ブルース・ブラザース2000

1998/06/06 新宿ピカデリー1
この日の東京は寒かったが、劇場の中もお寒い状況でした。
売り方を工夫すれば、もうちょっと行くだろうに。by K. Hattori


 UIPの試写室では満席でも、新宿ピカデリーでは3割ぐらいしか客が入ってなかった。これはチトつらいです。この手のノリノリ映画は、やはりある程度は観客の入っている映画館で観ないと寒い思いをする。ガラガラの映画館でパトカー60台クラッシュを観ていても、画面から客席に向けて寒い風がピューピュー吹いてくるようだった。この映画は、日本では松竹東急洋画系で全国公開されてますが、むしろそれより小さな系列で丁寧に興行を打つべきだったかもしれません。都内だったらシネセゾンか恵比寿ガーデンシネマあたりで単館公開して、パンフレットを1500円ぐらいで売ればいいのです。やっぱり、1作目を観ている人しか劇場に行かないというハンデがあるし、映画のモチーフになっているR&B熱も、あまり盛り上がってこなかったのは痛い。売りようによっては、音楽方面からミニブームが起こって、映画も中ヒットしたと思うんだけどな。

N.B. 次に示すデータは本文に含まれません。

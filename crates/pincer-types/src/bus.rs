//! Message bus envelopes.
//!
//! Chat adapters publish [`InboundMessage`]s and consume
//! [`OutboundMessage`]s. Background tasks report back through the
//! [`SYSTEM_CHANNEL`], encoding the originating conversation in `chat_id`.

use serde::{Deserialize, Serialize};

/// Channel used by background tasks to report into another session.
pub const SYSTEM_CHANNEL: &str = "system";

/// Channel assumed when a system-origin chat id carries no channel prefix.
pub const DEFAULT_ORIGIN_CHANNEL: &str = "cli";

/// A message arriving from a chat channel or a background task.
#[derive(Debug, Clone, PartialEq, Serialize, Deserialize)]
pub struct InboundMessage {
    pub channel: String,
    pub sender_id: String,
    pub chat_id: String,
    pub content: String,
    #[serde(default, skip_serializing_if = "Vec::is_empty")]
    pub media: Vec<String>,
    /// Explicit session key; derived from channel and chat id when absent.
    #[serde(default, skip_serializing_if = "Option::is_none")]
    pub session_key: Option<String>,
}

impl InboundMessage {
    pub fn new(
        channel: impl Into<String>,
        sender_id: impl Into<String>,
        chat_id: impl Into<String>,
        content: impl Into<String>,
    ) -> Self {
        Self {
            channel: channel.into(),
            sender_id: sender_id.into(),
            chat_id: chat_id.into(),
            content: content.into(),
            media: Vec::new(),
            session_key: None,
        }
    }

    pub fn with_session_key(mut self, key: impl Into<String>) -> Self {
        self.session_key = Some(key.into());
        self
    }

    pub fn session_key(&self) -> String {
        match &self.session_key {
            Some(key) if !key.is_empty() => key.clone(),
            _ => format!("{}:{}", self.channel, self.chat_id),
        }
    }

    pub fn is_system(&self) -> bool {
        self.channel == SYSTEM_CHANNEL
    }

    /// Originating `(channel, chat_id)` encoded in a system-origin chat id.
    pub fn origin(&self) -> (String, String) {
        split_origin(&self.chat_id)
    }
}

/// Split `origin-channel:origin-chat-id` at the first colon.
///
/// A chat id without a channel prefix belongs to [`DEFAULT_ORIGIN_CHANNEL`].
pub fn split_origin(chat_id: &str) -> (String, String) {
    match chat_id.find(':') {
        Some(idx) if idx > 0 => (chat_id[..idx].to_string(), chat_id[idx + 1..].to_string()),
        _ => (DEFAULT_ORIGIN_CHANNEL.to_string(), chat_id.to_string()),
    }
}

/// A reply to deliver on a chat channel.
#[derive(Debug, Clone, PartialEq, Serialize, Deserialize)]
pub struct OutboundMessage {
    pub channel: String,
    pub chat_id: String,
    pub content: String,
}

impl OutboundMessage {
    pub fn new(
        channel: impl Into<String>,
        chat_id: impl Into<String>,
        content: impl Into<String>,
    ) -> Self {
        Self {
            channel: channel.into(),
            chat_id: chat_id.into(),
            content: content.into(),
        }
    }
}

#[cfg(test)]
mod tests {
    use super::*;

    #[test]
    fn test_session_key_derived_from_channel_and_chat() {
        let msg = InboundMessage::new("telegram", "u1", "42", "hi");
        assert_eq!(msg.session_key(), "telegram:42");
    }

    #[test]
    fn test_explicit_session_key_wins() {
        let msg = InboundMessage::new("cli", "user", "direct", "hi").with_session_key("custom");
        assert_eq!(msg.session_key(), "custom");
    }

    #[test]
    fn test_split_origin() {
        assert_eq!(
            split_origin("discord:123:456"),
            ("discord".to_string(), "123:456".to_string())
        );
        assert_eq!(split_origin("direct"), ("cli".to_string(), "direct".to_string()));
        assert_eq!(split_origin(":oops"), ("cli".to_string(), ":oops".to_string()));
    }

    #[test]
    fn test_system_message_origin() {
        let msg = InboundMessage::new(SYSTEM_CHANNEL, "subagent:ab12", "feishu:oc_9", "done");
        assert!(msg.is_system());
        assert_eq!(msg.origin(), ("feishu".to_string(), "oc_9".to_string()));
    }
}
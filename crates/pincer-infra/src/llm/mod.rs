//! LLM backend implementations.
//!
//! [`ReqwestBackend`](reqwest_backend::ReqwestBackend) speaks the
//! OpenAI-compatible chat-completions protocol; [`factory`] picks the
//! endpoint and key for a model name and assembles the resilient transport.

pub mod factory;
pub mod reqwest_backend;
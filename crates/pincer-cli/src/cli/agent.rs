//! `pincer agent`: one-shot and interactive conversations.

use anyhow::Result;
use console::style;
use tokio::io::{AsyncBufReadExt, BufReader};

use pincer_types::bus::InboundMessage;

use crate::state::{AgentRuntime, AppState};

/// Send one message and print the reply.
///
/// ```bash
/// pincer agent -m "summarize today's notes"
/// ```
pub async fn one_shot(state: &AppState, message: &str, session: &str) -> Result<()> {
    let runtime = state.runtime().await?;
    runtime.cancel_on_ctrl_c();

    let reply = runtime
        .agent
        .process_direct(message, session, &runtime.shutdown)
        .await;
    // The turn may have started a compaction; let it commit before exit.
    runtime.agent.compactor().wait_idle().await;
    runtime.shutdown.cancel();

    match reply {
        Ok(text) => {
            println!("{text}");
            Ok(())
        }
        Err(err) => {
            eprintln!("{} {err}", style("error:").red().bold());
            Err(err.into())
        }
    }
}

/// Read lines from stdin and run each as a turn in `session`.
///
/// Runs over the bus so subagent reports are delivered into the same
/// session while the prompt is open.
pub async fn interactive(state: &AppState, session: &str) -> Result<()> {
    let runtime = state.runtime().await?;
    runtime.cancel_on_ctrl_c();

    println!();
    println!(
        "  {} pincer ({}), session {}",
        style("●").green(),
        style(&state.config.agent.model).cyan(),
        style(session).yellow()
    );
    println!("  {}", style("Type 'exit' to quit.").dim());
    println!();

    let loop_handle = spawn_loop(&runtime);
    let printer = spawn_printer(&runtime);

    let (channel, chat_id) = session.split_once(':').unwrap_or(("cli", session));
    let mut lines = BufReader::new(tokio::io::stdin()).lines();
    loop {
        let line = tokio::select! {
            _ = runtime.shutdown.cancelled() => break,
            line = lines.next_line() => line?,
        };
        let Some(line) = line else { break };
        let line = line.trim();
        if line.is_empty() {
            continue;
        }
        if matches!(line, "exit" | "quit" | "/exit" | "/quit") {
            break;
        }

        let msg = InboundMessage::new(channel, "user", chat_id, line).with_session_key(session);
        runtime.bus.publish_inbound(msg).await?;
    }

    runtime.agent.compactor().wait_idle().await;
    runtime.shutdown.cancel();
    let _ = loop_handle.await;
    let _ = printer.await;
    Ok(())
}

pub(crate) fn spawn_loop(runtime: &AgentRuntime) -> tokio::task::JoinHandle<()> {
    let agent = runtime.agent.clone();
    let bus = runtime.bus.clone();
    let cancel = runtime.shutdown.clone();
    tokio::spawn(async move { agent.run(&bus, &cancel).await })
}

fn spawn_printer(runtime: &AgentRuntime) -> tokio::task::JoinHandle<()> {
    let bus = runtime.bus.clone();
    let cancel = runtime.shutdown.clone();
    tokio::spawn(async move {
        while let Some(reply) = bus.consume_outbound(&cancel).await {
            println!("{} {}", style("pincer>").magenta().bold(), reply.content);
        }
    })
}
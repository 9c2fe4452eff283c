//! Session persistence adapters.

pub mod json_file;
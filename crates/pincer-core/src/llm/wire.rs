//! OpenAI-compatible chat-completion wire format.
//!
//! Request bodies are built as `serde_json::Value`; responses are decoded
//! into private serde structs and mapped to [`LlmResponse`].

use serde::Deserialize;
use serde_json::{Value, json};

use pincer_types::llm::{LlmError, LlmResponse, Message, RequestOptions, ToolCall, Usage};
use pincer_types::tool::{ToolArguments, ToolDefinition};

/// Model families that reject `max_tokens` in favour of
/// `max_completion_tokens`.
const COMPLETION_TOKENS_MODELS: [&str; 2] = ["glm", "o1"];

/// Build the JSON body for `POST {base}/chat/completions`.
pub fn build_request_body(
    model: &str,
    messages: &[Message],
    tools: &[ToolDefinition],
    options: &RequestOptions,
) -> Value {
    let mut body = json!({
        "model": model,
        "messages": messages.iter().map(encode_message).collect::<Vec<_>>(),
    });

    if !tools.is_empty() {
        body["tools"] = Value::Array(tools.iter().map(encode_tool).collect());
        body["tool_choice"] = json!("auto");
    }

    if let Some(max_tokens) = options.max_tokens {
        let lower = model.to_lowercase();
        let key = if COMPLETION_TOKENS_MODELS.iter().any(|m| lower.contains(m)) {
            "max_completion_tokens"
        } else {
            "max_tokens"
        };
        body[key] = json!(max_tokens);
    }

    if let Some(temperature) = options.temperature {
        body["temperature"] = json!(temperature);
    }

    body
}

fn encode_message(message: &Message) -> Value {
    let mut value = json!({
        "role": message.role.to_string(),
        "content": message.content,
    });
    if let Some(id) = &message.tool_call_id {
        value["tool_call_id"] = json!(id);
    }
    if !message.tool_calls.is_empty() {
        value["tool_calls"] = Value::Array(
            message
                .tool_calls
                .iter()
                .map(|call| {
                    json!({
                        "id": call.id,
                        "type": "function",
                        "function": {
                            "name": call.name,
                            "arguments": call.arguments.to_json_string(),
                        }
                    })
                })
                .collect(),
        );
    }
    value
}

fn encode_tool(tool: &ToolDefinition) -> Value {
    json!({
        "type": "function",
        "function": {
            "name": tool.name,
            "description": tool.description,
            "parameters": tool.parameters,
        }
    })
}

#[derive(Debug, Deserialize)]
struct WireResponse {
    #[serde(default)]
    choices: Vec<WireChoice>,
    #[serde(default)]
    usage: Option<Usage>,
}

#[derive(Debug, Deserialize)]
struct WireChoice {
    message: WireMessage,
    #[serde(default)]
    finish_reason: Option<String>,
}

#[derive(Debug, Deserialize)]
struct WireMessage {
    #[serde(default)]
    content: Option<String>,
    #[serde(default)]
    tool_calls: Option<Vec<WireToolCall>>,
}

/// Either the standard `{id, type: "function", function: {..}}` shape or
/// the legacy flat `{id, name, arguments}` shape.
#[derive(Debug, Deserialize)]
struct WireToolCall {
    #[serde(default)]
    id: String,
    #[serde(default)]
    function: Option<WireFunction>,
    #[serde(default)]
    name: Option<String>,
    #[serde(default)]
    arguments: Option<Value>,
}

#[derive(Debug, Deserialize)]
struct WireFunction {
    #[serde(default)]
    name: String,
    #[serde(default)]
    arguments: Option<Value>,
}

/// Decode a successful chat-completion body.
///
/// Zero choices is not an error: it yields empty content with finish
/// reason `"stop"`.
pub fn parse_response(body: &str) -> Result<LlmResponse, LlmError> {
    let wire: WireResponse =
        serde_json::from_str(body).map_err(|e| LlmError::Deserialization(e.to_string()))?;

    let Some(choice) = wire.choices.into_iter().next() else {
        return Ok(LlmResponse {
            content: String::new(),
            tool_calls: Vec::new(),
            finish_reason: "stop".to_string(),
            usage: wire.usage,
        });
    };

    let tool_calls = choice
        .message
        .tool_calls
        .unwrap_or_default()
        .into_iter()
        .map(decode_tool_call)
        .collect();

    Ok(LlmResponse {
        content: choice.message.content.unwrap_or_default(),
        tool_calls,
        finish_reason: choice.finish_reason.unwrap_or_else(|| "stop".to_string()),
        usage: wire.usage,
    })
}

fn decode_tool_call(call: WireToolCall) -> ToolCall {
    let (name, arguments) = match call.function {
        Some(function) => (function.name, function.arguments),
        None => (call.name.unwrap_or_default(), call.arguments),
    };
    ToolCall {
        id: call.id,
        name,
        arguments: decode_arguments(arguments),
    }
}

fn decode_arguments(arguments: Option<Value>) -> ToolArguments {
    match arguments {
        None | Some(Value::Null) => ToolArguments::new(),
        Some(Value::String(text)) => ToolArguments::parse(&text),
        Some(Value::Object(map)) => map.into_iter().map(|(k, v)| (k, v.into())).collect(),
        Some(other) => ToolArguments::raw(other.to_string()),
    }
}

 映画自体は、まぁこんなものでしょう。ジョン・ランディスにしろダン・エイクロイドにしろ、「作れるうちに続編を作っときましょう」という程度の考えに違いない。前作に比べて、明らかにスケールダウンしている映画ですし、同窓会映画としての意味以外に、この映画にどれだけの面白さがあるのかは疑問でしょう。同窓会映画としては、がんばって作ってます。ジョン・ランディスの演出ぶりには相変わらず切れがありませんが、それを物量作戦や度はずれたナンセンスで乗り切ろうという、知能程度は低いながらも効果的な方法でしのいでいる。この映画の観客の9割以上は前作を観てますから、当然「そうじゃないだろ!」と突っ込みたくなるところもありますが、じゃぁジョン・ランディス以外の人が『ブルース・ブラザース』の続編を作ると言われても嫌だもんね。なぜって、ランディスも「同窓会」の重要なメンバーだからです。彼なしの続編なんて考えられない。そのためには、多少つまらなくても我慢するよ。

 映画のエンドロールに、本編からはじき出されたストリップ小屋での演奏シーンが1曲入り、エンドロールの後には、同じく本編に収録しきれなかったジェームズ・ブラウンの熱唱がくっついてます。これは「アウトテイクス」というやつですね。撮影も編集も済ませてあったのに、上映時間の関係で泣く泣くカットしたのでしょう。ジェイムズ・ブラウンは、映画本編の中ではソロで歌ってませんから、この「プリーズ、プリーズ、プリーズ」がないとおかしいんです。たぶんエルウッドが「金が借りられるぞ」言ってから楽屋に入り、ジェームズ牧師の歌があって、その後が集会シーンなのでしょう。ストリップ小屋のシーンも、バスターの服装が黒装束じゃないことから、本来なら本編のどこかに入っていたものが、切られた結果だということがわかります。

 この映画、演奏はいいんだけど、演奏シーンはチャチです。お金がかかってません。その辺がちょっと残念ではあるんだけど、ま、いいか……。